**Action item:**
From the entries below, transcribe exactly the lines between the line holding "Ipv4Addr::from(rng.gen::<u32>())" and the line holding "fn insert_bench(c: &mut", inclusive; skip all other lines.

--- Data Enclosed Below ---

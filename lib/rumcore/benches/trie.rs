#[macro_use]
extern crate criterion;
extern crate rand;
extern crate rumcore;

use criterion::black_box;
use criterion::Criterion;
use rand::prelude::*;
use rumcore::Trie;
use std::net::Ipv4Addr;

fn random_v4(rng: &mut impl Rng) -> Ipv4Addr {
    Ipv4Addr::from(rng.gen::<u32>())
}

fn populated_trie(rng: &mut impl Rng, routes: usize) -> Trie<u32> {
    let mut trie = Trie::new();
    for i in 0..routes {
        let prefix_bits = 8 + (i % 24) as u8;
        trie.insert(random_v4(rng), prefix_bits, i as u32).unwrap();
    }
    trie
}

fn find_bench(c: &mut Criterion) {
    let mut rng = StdRng::seed_from_u64(7);
    let trie = populated_trie(&mut rng, 10_000);
    let probe = random_v4(&mut rng);

    c.bench_function("Trie find (10k routes)", move |b| {
        b.iter(|| black_box(trie.find(black_box(probe))));
    });
}

fn insert_bench(c: &mut Criterion) {
    let mut rng = StdRng::seed_from_u64(7);
    let addresses: Vec<Ipv4Addr> = (0..1_000).map(|_| random_v4(&mut rng)).collect();

    c.bench_function("Trie insert (1k routes)", move |b| {
        b.iter(|| {
            let mut trie = Trie::new();
            for (i, addr) in addresses.iter().enumerate() {
                trie.insert(*addr, 8 + (i % 24) as u8, i as u32).unwrap();
            }
            black_box(&trie);
        });
    });
}

criterion_group!(benches, find_bench, insert_bench);
criterion_main!(benches);
//! Session and client-list layer: per-listener membership, admission,
//! stale-client eviction, and change notification.

use std::net::IpAddr;
use std::sync::{Arc, Mutex, RwLock};

use crate::error::{Error, ErrorKind, Result};
use crate::module::ModuleEvent;

/// One subscribed client of a session.
#[derive(Debug, Clone, PartialEq)]
pub struct Client {
    pub address: IpAddr,
    pub last_seen: u64,
    pub permanent: bool,
}

struct SessionState {
    listener_id: u32,
    listener_name: String,
    reflect_port: u16,
    clients: Vec<Client>,
    bytes_received: u64,
    bytes_sent: u64,
}

/// The administrative grouping owned by one listener identity: client
/// list, byte counters, and a mutex serialising all access to both.
pub struct Session {
    state: Mutex<SessionState>,
}

impl Session {
    fn new(listener_id: u32, listener_name: String, reflect_port: u16) -> Session {
        Session {
            state: Mutex::new(SessionState {
                listener_id,
                listener_name,
                reflect_port,
                clients: Vec::new(),
                bytes_received: 0,
                bytes_sent: 0,
            }),
        }
    }

    pub fn listener_id(&self) -> u32 {
        self.state.lock().unwrap().listener_id
    }

    pub fn listener_name(&self) -> String {
        self.state.lock().unwrap().listener_name.clone()
    }

    /// The port clients of this session are reflected to; set once at
    /// listener registration time to the listener's own bind port
    /// (reflection is symmetric: a client is addressed on the same port
    /// it was heard on).
    pub fn reflect_port(&self) -> u16 {
        self.state.lock().unwrap().reflect_port
    }

    /// Adds or refreshes a client. Returns `true` iff a new client was
    /// inserted (membership changed); returns `false` if this call only
    /// refreshed `last_seen` on an already-present client.
    pub fn client_add(&self, address: IpAddr, last_seen: u64, permanent: bool) -> bool {
        let mut state = flux::debug_lock!(self.state);
        if let Some(existing) = state.clients.iter_mut().find(|c| c.address == address) {
            existing.last_seen = last_seen;
            false
        } else {
            state.clients.push(Client {
                address,
                last_seen,
                permanent,
            });
            true
        }
    }

    /// Removes the first client whose address matches `address` under the
    /// prefix implied by `mask_bits` (32 for an exact host match).
    pub fn client_remove(&self, address: IpAddr, mask_bits: u8) -> bool {
        let mut state = flux::debug_lock!(self.state);
        if let Some(pos) = state.clients.iter().position(|c| address_matches(c.address, address, mask_bits)) {
            state.clients.remove(pos);
            true
        } else {
            false
        }
    }

    /// Returns a freshly-allocated snapshot of the current client list.
    pub fn client_list_copy(&self) -> Vec<Client> {
        self.state.lock().unwrap().clients.clone()
    }

    /// Removes non-permanent clients whose `last_seen <= cutoff`. Returns
    /// the number of clients removed.
    pub fn evict_stale(&self, cutoff: u64) -> usize {
        let mut state = flux::debug_lock!(self.state);
        let before = state.clients.len();
        state.clients.retain(|c| c.permanent || c.last_seen > cutoff);
        before - state.clients.len()
    }

    pub fn inc_received(&self, bytes: u64) {
        self.state.lock().unwrap().bytes_received += bytes;
    }

    pub fn inc_sent(&self, bytes: u64) {
        self.state.lock().unwrap().bytes_sent += bytes;
    }

    pub fn counters(&self) -> (u64, u64) {
        let state = self.state.lock().unwrap();
        (state.bytes_received, state.bytes_sent)
    }
}

fn address_matches(candidate: IpAddr, target: IpAddr, mask_bits: u8) -> bool {
    match (candidate, target) {
        (IpAddr::V4(a), IpAddr::V4(b)) => {
            let mask: u32 = if mask_bits == 0 { 0 } else { !0u32 << (32 - mask_bits.min(32)) };
            (u32::from(a) & mask) == (u32::from(b) & mask)
        }
        _ => candidate == target,
    }
}

/// A handler invoked when a session's client list changes. Must not call
/// back into `SessionRegistry`/`Session` methods to avoid deadlock.
pub type ChangeHandler = dyn Fn(u32, &ModuleEvent) + Send + Sync;

/// Owns every session, keyed by listener id, and fans out client-list
/// change notifications.
pub struct SessionRegistry {
    sessions: RwLock<Vec<Arc<Session>>>,
    next_listener_id: Mutex<u32>,
    handlers: RwLock<Vec<Arc<ChangeHandler>>>,
}

impl SessionRegistry {
    pub fn new() -> SessionRegistry {
        SessionRegistry {
            sessions: RwLock::new(Vec::new()),
            next_listener_id: Mutex::new(0),
            handlers: RwLock::new(Vec::new()),
        }
    }

    pub fn register_handler(&self, handler: Arc<ChangeHandler>) {
        self.handlers.write().unwrap().push(handler);
    }

    /// Registers a new listener identity and returns its freshly assigned
    /// listener id. `reflect_port` is the port clients of this listener
    /// are reflected back to.
    pub fn register_listener(&self, listener_name: impl Into<String>, reflect_port: u16) -> u32 {
        let id = {
            let mut next = self.next_listener_id.lock().unwrap();
            let id = *next;
            *next += 1;
            id
        };
        let session = Arc::new(Session::new(id, listener_name.into(), reflect_port));
        self.sessions.write().unwrap().push(session);
        id
    }

    pub fn session(&self, listener_id: u32) -> Result<Arc<Session>> {
        self.sessions
            .read()
            .unwrap()
            .iter()
            .find(|s| s.listener_id() == listener_id)
            .cloned()
            .ok_or_else(|| Error::new(ErrorKind::SessionNew))
    }

    /// Resolves a listener's administrative name (e.g.
    /// `udp-0.0.0.0:1234`) to its listener id, for wire-format `Target`
    /// headers that name a module rather than a numeric id.
    pub fn find_by_name(&self, listener_name: &str) -> Option<u32> {
        self.sessions
            .read()
            .unwrap()
            .iter()
            .find(|s| s.listener_name() == listener_name)
            .map(|s| s.listener_id())
    }

    /// Adds/refreshes a client and fires `on_change` iff membership
    /// actually changed.
    pub fn client_add(&self, listener_id: u32, address: IpAddr, last_seen: u64, permanent: bool) -> Result<bool> {
        let session = self.session(listener_id)?;
        let changed = session.client_add(address, last_seen, permanent);
        if changed {
            self.on_change(listener_id);
        }
        Ok(changed)
    }

    /// Removes the first client matching `address`/`mask_bits` and fires
    /// `on_change` iff a client was actually removed.
    pub fn client_remove(&self, listener_id: u32, address: IpAddr, mask_bits: u8) -> Result<bool> {
        let session = self.session(listener_id)?;
        let removed = session.client_remove(address, mask_bits);
        if removed {
            self.on_change(listener_id);
        }
        Ok(removed)
    }

    pub fn evict_stale(&self, listener_id: u32, cutoff: u64) -> Result<usize> {
        let session = self.session(listener_id)?;
        let removed = session.evict_stale(cutoff);
        if removed > 0 {
            self.on_change(listener_id);
        }
        Ok(removed)
    }

    fn on_change(&self, listener_id: u32) {
        let event = ModuleEvent::ClientListChanged { listener_id };
        for handler in self.handlers.read().unwrap().iter() {
            handler(listener_id, &event);
        }
    }
}

impl Default for SessionRegistry {
    fn default() -> SessionRegistry {
        SessionRegistry::new()
    }
}

#[cfg(test)]
mod tests {
    use super::*;
    use std::sync::atomic::{AtomicUsize, Ordering};

    #[test]
    fn client_add_is_idempotent_but_refreshes_last_seen() {
        let session = Session::new(0, "udp-0".to_owned(), 1234);
        let addr: IpAddr = "10.0.0.1".parse().unwrap();
        assert!(session.client_add(addr, 10, false));
        assert!(!session.client_add(addr, 20, false));
        assert_eq!(session.client_list_copy()[0].last_seen, 20);
    }

    #[test]
    fn eviction_scenario_s6() {
        let session = Session::new(0, "udp-0".to_owned(), 1234);
        let a: IpAddr = "10.0.0.1".parse().unwrap();
        let b: IpAddr = "10.0.0.2".parse().unwrap();
        let c: IpAddr = "10.0.0.3".parse().unwrap();
        session.client_add(a, 10, false);
        session.client_add(b, 20, false);
        session.client_add(c, 0, true);

        let removed = session.evict_stale(15);
        assert_eq!(removed, 1);

        let remaining: Vec<IpAddr> = session.client_list_copy().iter().map(|c| c.address).collect();
        assert_eq!(remaining, vec![b, c]);
    }

    #[test]
    fn on_change_fires_exactly_once_per_eviction_batch() {
        let registry = SessionRegistry::new();
        let count = Arc::new(AtomicUsize::new(0));
        let count2 = count.clone();
        registry.register_handler(Arc::new(move |_id, _event| {
            count2.fetch_add(1, Ordering::SeqCst);
        }));

        let listener_id = registry.register_listener("udp-0", 1234);
        registry.client_add(listener_id, "10.0.0.1".parse().unwrap(), 10, false).unwrap();
        registry.client_add(listener_id, "10.0.0.2".parse().unwrap(), 20, false).unwrap();
        registry.client_add(listener_id, "10.0.0.3".parse().unwrap(), 0, true).unwrap();

        registry.evict_stale(listener_id, 15).unwrap();

        assert_eq!(count.load(Ordering::SeqCst), 4);
        let remaining = registry.session(listener_id).unwrap().client_list_copy();
        assert_eq!(remaining.len(), 2);
    }

    #[test]
    fn client_remove_matches_exact_host() {
        let session = Session::new(0, "udp-0".to_owned(), 1234);
        let addr: IpAddr = "10.0.0.1".parse().unwrap();
        session.client_add(addr, 0, false);
        assert!(session.client_remove(addr, 32));
        assert!(session.client_list_copy().is_empty());
    }
}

--- End of Enclosed Data ---

**Finished exercise:**
    Ipv4Addr::from(rng.gen::<u32>())
}

fn populated_trie(rng: &mut impl Rng, routes: usize) -> Trie<u32> {
    let mut trie = Trie::new();
    for i in 0..routes {
        let prefix_bits = 8 + (i % 24) as u8;
        trie.insert(random_v4(rng), prefix_bits, i as u32).unwrap();
    }
    trie
}

fn find_bench(c: &mut Criterion) {
    let mut rng = StdRng::seed_from_u64(7);
    let trie = populated_trie(&mut rng, 10_000);
    let probe = random_v4(&mut rng);

    c.bench_function("Trie find (10k routes)", move |b| {
        b.iter(|| black_box(trie.find(black_box(probe))));
    });
}

fn insert_bench(c: &mut Criterion) {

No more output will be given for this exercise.